In a non-inverting op-amp, Vout=(1+R1/R2)Vin. Assuming Vsupply=±Vcc, Vout is supposed to swing up to ±Vcc
(Right?). While that's ideal and I don't expect Vout reaches ±Vcc; the Vout I see in the simulation, saturates far before ±Vcc.
Here are the parameters (exactly according to the datasheet):
op-amp: THS3091
R1=1000 Ω
R2=250 Ω
Vsupply=±5v
Vin=1 Vp-p sine wave @ 1 MHz
while Vout should be 5 Vp-p, it saturates at around 3 Vp-p. (As a solution, I could change the Vsupply=±5v to ±8v to have non-saturated output. But, increasing the Vsupply in the design is not allowed)
Here is the question:
Is this early saturation at 3v inevitable OR I am doing some mistakes in this simple design?
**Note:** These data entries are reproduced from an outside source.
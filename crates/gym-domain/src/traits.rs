//! Trait definitions for external interactions
//!
//! These traits define the boundaries between domain logic and infrastructure.
//! Infrastructure implementations live in other crates.

use std::time::Duration;

use crate::{
    Document, DocumentCategory, LearningSession, Milestone, Project, Question, QuestionReview,
};

/// Trait for storing and retrieving learning records
///
/// Implemented by the infrastructure layer (gym-store). Records are keyed by
/// opaque string identifiers; child records are filtered by their parent key.
pub trait LearningStore {
    /// Error type for store operations
    type Error;

    /// Create a project
    fn create_project(&mut self, project: Project) -> Result<String, Self::Error>;

    /// Get a project by ID
    fn get_project(&self, id: &str) -> Result<Option<Project>, Self::Error>;

    /// List all projects
    fn list_projects(&self) -> Result<Vec<Project>, Self::Error>;

    /// Delete a project and everything it owns; returns whether it existed
    fn delete_project(&mut self, id: &str) -> Result<bool, Self::Error>;

    /// Create a milestone; a new deadline replaces the project's previous one
    fn create_milestone(&mut self, milestone: Milestone) -> Result<String, Self::Error>;

    /// List milestones of a project ordered by due date
    fn list_milestones(&self, project_id: &str) -> Result<Vec<Milestone>, Self::Error>;

    /// Create a learning session
    fn create_session(&mut self, session: LearningSession) -> Result<String, Self::Error>;

    /// Get a session (with linked document IDs) by ID
    fn get_session(&self, id: &str) -> Result<Option<LearningSession>, Self::Error>;

    /// List sessions of a project
    fn list_sessions(&self, project_id: &str) -> Result<Vec<LearningSession>, Self::Error>;

    /// Link documents of `category` to a session
    ///
    /// Documents that do not exist, belong to another project, have another
    /// category, or are already linked are skipped. Returns how many were linked.
    fn link_session_documents(
        &mut self,
        session_id: &str,
        category: DocumentCategory,
        document_ids: &[String],
    ) -> Result<usize, Self::Error>;

    /// Documents linked to a session under `category`
    fn session_documents(
        &self,
        session_id: &str,
        category: DocumentCategory,
    ) -> Result<Vec<Document>, Self::Error>;

    /// Create a document record
    fn create_document(&mut self, document: Document) -> Result<String, Self::Error>;

    /// Get a document by ID
    fn get_document(&self, id: &str) -> Result<Option<Document>, Self::Error>;

    /// List documents of a project
    fn list_documents(&self, project_id: &str) -> Result<Vec<Document>, Self::Error>;

    /// Cache extracted text on a document
    fn cache_document_content(&mut self, id: &str, content: &str) -> Result<(), Self::Error>;

    /// Point a document at a new file; clears any cached text
    fn replace_document_file(
        &mut self,
        id: &str,
        filename: &str,
        file_path: &str,
    ) -> Result<(), Self::Error>;

    /// Delete a document; returns whether it existed
    fn delete_document(&mut self, id: &str) -> Result<bool, Self::Error>;

    /// Create a question together with its references and document links
    fn create_question(&mut self, question: Question) -> Result<String, Self::Error>;

    /// Get a question by ID
    fn get_question(&self, id: &str) -> Result<Option<Question>, Self::Error>;

    /// List questions of a session in creation order
    fn list_questions(&self, session_id: &str) -> Result<Vec<Question>, Self::Error>;

    /// Apply reviewer edits (correction / evaluation)
    fn review_question(&mut self, id: &str, review: &QuestionReview) -> Result<(), Self::Error>;

    /// Delete a question; returns whether it existed
    fn delete_question(&mut self, id: &str) -> Result<bool, Self::Error>;
}

/// Trait for LLM provider operations
///
/// Implemented by the infrastructure layer (gym-llm). Calls may be slow and
/// may fail; callers must not assume either way.
pub trait LlmProvider {
    /// Error type for LLM operations
    type Error;

    /// Send a prompt and return the raw reply text
    fn generate(&self, prompt: &str) -> Result<String, Self::Error>;

    /// Like [`generate`](Self::generate), but give up once `budget` has elapsed
    ///
    /// Blocking calls cannot be cancelled from outside, so providers that can
    /// bound their own work (request timeouts, retries) should override this.
    /// The default ignores the budget.
    fn generate_within(&self, prompt: &str, budget: Duration) -> Result<String, Self::Error> {
        let _ = budget;
        self.generate(prompt)
    }

    /// Name of the model answering the prompts
    fn model_name(&self) -> &str {
        "llm"
    }
}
Thanks a lot for your reply.
Assume Rload=100 Ω, according to the right side plot you attached, Vout can not swing beyond ~3.1V ! So, what does Vout=4 Vpp at the left side plot mean?
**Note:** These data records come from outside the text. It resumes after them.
impl<L, S> Generator<L, S>
where
    L: LlmProvider + Send + Sync + 'static,
    S: LearningStore,
    L::Error: std::fmt::Display,
    S::Error: std::fmt::Display,
{
    /// Create a new Generator
    pub fn new(llm_provider: L, store: S, config: GeneratorConfig) -> Result<Self, GeneratorError> {
        Self::with_shared_store(Arc::new(llm_provider), Arc::new(Mutex::new(store)), config)
    }

    /// Create a Generator over a store that other code also uses
    pub fn with_shared_store(
        llm_provider: Arc<L>,
        store: Arc<Mutex<S>>,
        config: GeneratorConfig,
    ) -> Result<Self, GeneratorError> {
        config.validate().map_err(GeneratorError::Config)?;
        Ok(Self {
            llm_provider,
            store,
            config,
            rng: Mutex::new(StdRng::from_entropy()),
        })
    }

    /// Use a fixed seed for prompt choices (deterministic prompts)
    pub fn with_rng_seed(self, seed: u64) -> Self {
        Self {
            rng: Mutex::new(StdRng::seed_from_u64(seed)),
            ..self
        }
    }

    /// Shared handle to the underlying store
    pub fn store(&self) -> Arc<Mutex<S>> {
        Arc::clone(&self.store)
    }

    /// Active configuration
    pub fn config(&self) -> &GeneratorConfig {
        &self.config
    }

    /// Generate one new question per RESOURCE document of the session
    pub async fn generate_from_resources(
        &self,
        session_id: &str,
    ) -> Result<BatchReport, GeneratorError> {
        self.generate_from_resources_on(session_id, None).await
    }

    /// Like [`generate_from_resources`](Self::generate_from_resources), steering
    /// every question towards `topic`
    pub async fn generate_from_resources_on(
        &self,
        session_id: &str,
        topic: Option<&str>,
    ) -> Result<BatchReport, GeneratorError> {
        self.run_batch(session_id, DocumentCategory::Resource, Mode::Generate { topic })
            .await
    }

    /// Extract the questions already present in the session's TEST documents
    pub async fn extract_from_tests(&self, session_id: &str) -> Result<BatchReport, GeneratorError> {
        self.run_batch(session_id, DocumentCategory::Test, Mode::Extract)
            .await
    }

    async fn run_batch(
        &self,
        session_id: &str,
        category: DocumentCategory,
        mode: Mode<'_>,
    ) -> Result<BatchReport, GeneratorError> {
        let (session, documents) = self.load_session_documents(session_id, category)?;

        let (eligible, skipped) = partition_by_category(documents, category);
        let mut report = BatchReport {
            skipped,
            ..Default::default()
        };

        if eligible.is_empty() {
            return Err(GeneratorError::NoDocuments {
                session_id: session.id,
                category,
            });
        }

        info!(
            "Starting {} batch for session {} over {} document(s)",
            category,
            session.id,
            eligible.len()
        );

        for document in &eligible {
            match self.run_document(&session, document, mode).await {
                Ok(questions) => report.record(questions),
                Err(failure) => {
                    warn!("Document failed: {}", failure);
                    report.failures.push(failure);
                }
            }
        }

        info!(
            "Batch complete for session {}: {} created, {} failed, {} skipped",
            session.id,
            report.created_count,
            report.failures.len(),
            report.skipped.len()
        );
        Ok(report)
    }

    fn load_session_documents(
        &self,
        session_id: &str,
        category: DocumentCategory,
    ) -> Result<(LearningSession, Vec<Document>), GeneratorError> {
        let store = self.lock_store().map_err(GeneratorError::Store)?;
        let session = store
            .get_session(session_id)
            .map_err(|e| GeneratorError::Store(e.to_string()))?
            .ok_or_else(|| GeneratorError::SessionNotFound(session_id.to_string()))?;
        let documents = store
            .session_documents(session_id, category)
            .map_err(|e| GeneratorError::Store(e.to_string()))?;
        Ok((session, documents))
    }

    /// Run one document through the pipeline; stored questions on success
    async fn run_document(
        &self,
        session: &LearningSession,
        document: &Document,
        mode: Mode<'_>,
    ) -> Result<Vec<Question>, DocumentFailure> {
        let mut run = DocumentRun::new(document);

        run.advance(PipelineState::Extracting);
        let text = match self.document_text(document).await {
            Ok(text) => text,
            Err(reason) => return Err(run.fail(FailureStage::Extraction, reason)),
        };

        run.advance(PipelineState::Prompting);
        let prompt = self.compose_prompt(&text, mode);
        let reply = match self.call_llm(prompt).await {
            Ok(reply) => reply,
            Err(reason) => return Err(run.fail(FailureStage::Gateway, reason)),
        };

        run.advance(PipelineState::Parsing);
        let questions = match mode {
            Mode::Generate { .. } => match parse_generate_response(&reply) {
                Ok(parsed) => {
                    let parse_mode = parsed.parse_mode();
                    if parse_mode.is_low_confidence() {
                        warn!("Document {}: question recovered heuristically", document.id);
                    }
                    let pair = parsed.into_pair();
                    vec![Question::from_resource(
                        &session.id,
                        pair.question,
                        pair.answer,
                        &document.id,
                        parse_mode,
                    )]
                }
                Err(e) => return Err(run.fail(FailureStage::Parse, e.to_string())),
            },
            Mode::Extract => match parse_extract_response(&reply) {
                Ok(pairs) => pairs
                    .into_iter()
                    .map(|pair| {
                        let locator = locate(&text, &pair.question);
                        Question::from_test(
                            &session.id,
                            pair.question,
                            pair.answer,
                            &document.id,
                            locator,
                        )
                    })
                    .collect(),
                Err(e) => return Err(run.fail(FailureStage::Parse, e.to_string())),
            },
        };

        for question in &questions {
            if let Err(e) = question.validate() {
                return Err(run.fail(FailureStage::Validation, e.to_string()));
            }
        }

        if let Err(reason) = self.persist(&questions) {
            return Err(run.fail(FailureStage::Persistence, reason));
        }

        run.advance(PipelineState::Done);
        debug!(
            "Document {}: stored {} question(s)",
            document.id,
            questions.len()
        );
        Ok(questions)
    }

    /// Extracted text of a document, from the cache when allowed
    async fn document_text(&self, document: &Document) -> Result<String, String> {
        if self.config.cache_extracted_text {
            if let Some(content) = &document.content {
                debug!("Document {}: using cached text", document.id);
                return Ok(content.clone());
            }
        }

        let path = document.file_path.clone();
        let result = tokio::task::spawn_blocking(move || gym_text::extract(path))
            .await
            .map_err(|e| format!("extraction error: task join error: {}", e))?;

        let text = match result {
            ExtractionResult::Text(text) => text,
            ExtractionResult::Failure(failure) => return Err(failure.to_string()),
        };

        if self.config.cache_extracted_text {
            let cached = self
                .lock_store()
                .and_then(|mut store| {
                    store
                        .cache_document_content(&document.id, &text)
                        .map_err(|e| e.to_string())
                });
            if let Err(e) = cached {
                warn!("Document {}: could not cache text: {}", document.id, e);
            }
        }
        Ok(text)
    }

    fn compose_prompt(&self, text: &str, mode: Mode<'_>) -> String {
        match mode {
            Mode::Generate { topic } => {
                let mut rng = self.rng.lock().unwrap_or_else(|e| e.into_inner());
                compose_generate_prompt(text, topic, &self.config, &mut *rng)
            }
            Mode::Extract => compose_extract_prompt(text, &self.config),
        }
    }

    /// Call the LLM provider on the blocking pool, bounded by the gateway timeout
    ///
    /// The provider gets the timeout as its own budget. A provider that
    /// ignores it is abandoned shortly after; its thread runs to completion
    /// in the background and the reply is discarded.
    async fn call_llm(&self, prompt: String) -> Result<String, String> {
        let llm = Arc::clone(&self.llm_provider);
        let budget = self.config.gateway_timeout();
        debug!("Prompt length: {} chars", prompt.len());

        let call = tokio::task::spawn_blocking(move || {
            llm.generate_within(&prompt, budget)
                .map_err(|e| e.to_string())
        });

        let reply = timeout(budget.saturating_add(GATEWAY_GRACE), call)
            .await
            .map_err(|_| {
                format!(
                    "gateway timed out after {}s",
                    self.config.gateway_timeout_secs
                )
            })?
            .map_err(|e| format!("gateway task join error: {}", e))??;

        debug!("LLM response length: {} chars", reply.len());
        Ok(reply)
    }

    /// Store all questions of one document, or none of them
    fn persist(&self, questions: &[Question]) -> Result<(), String> {
        let mut store = self.lock_store()?;
        let mut stored: Vec<&str> = Vec::with_capacity(questions.len());

        for question in questions {
            if let Err(e) = store.create_question(question.clone()) {
                for id in stored {
                    if let Err(undo) = store.delete_question(id) {
                        warn!("Could not roll back question {}: {}", id, undo);
                    }
                }
                return Err(e.to_string());
            }
            stored.push(&question.id);
        }
        Ok(())
    }

    fn lock_store(&self) -> Result<MutexGuard<'_, S>, String> {
        self.store
            .lock()
            .map_err(|e| format!("Store lock error: {}", e))
    }
}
Be careful! SunnySkyguy mentioned 4VPP, which is -2V...+2V. But you mean that the output doesn't go beyond +3.1V, which would mean ~6Vpp! As you can see from the datasheet excerpt, the output goes into saturation at exactly +3.2V/-3V. So your findings perfectly match the datasheet values and are absolutely inevitable when using this Opamp.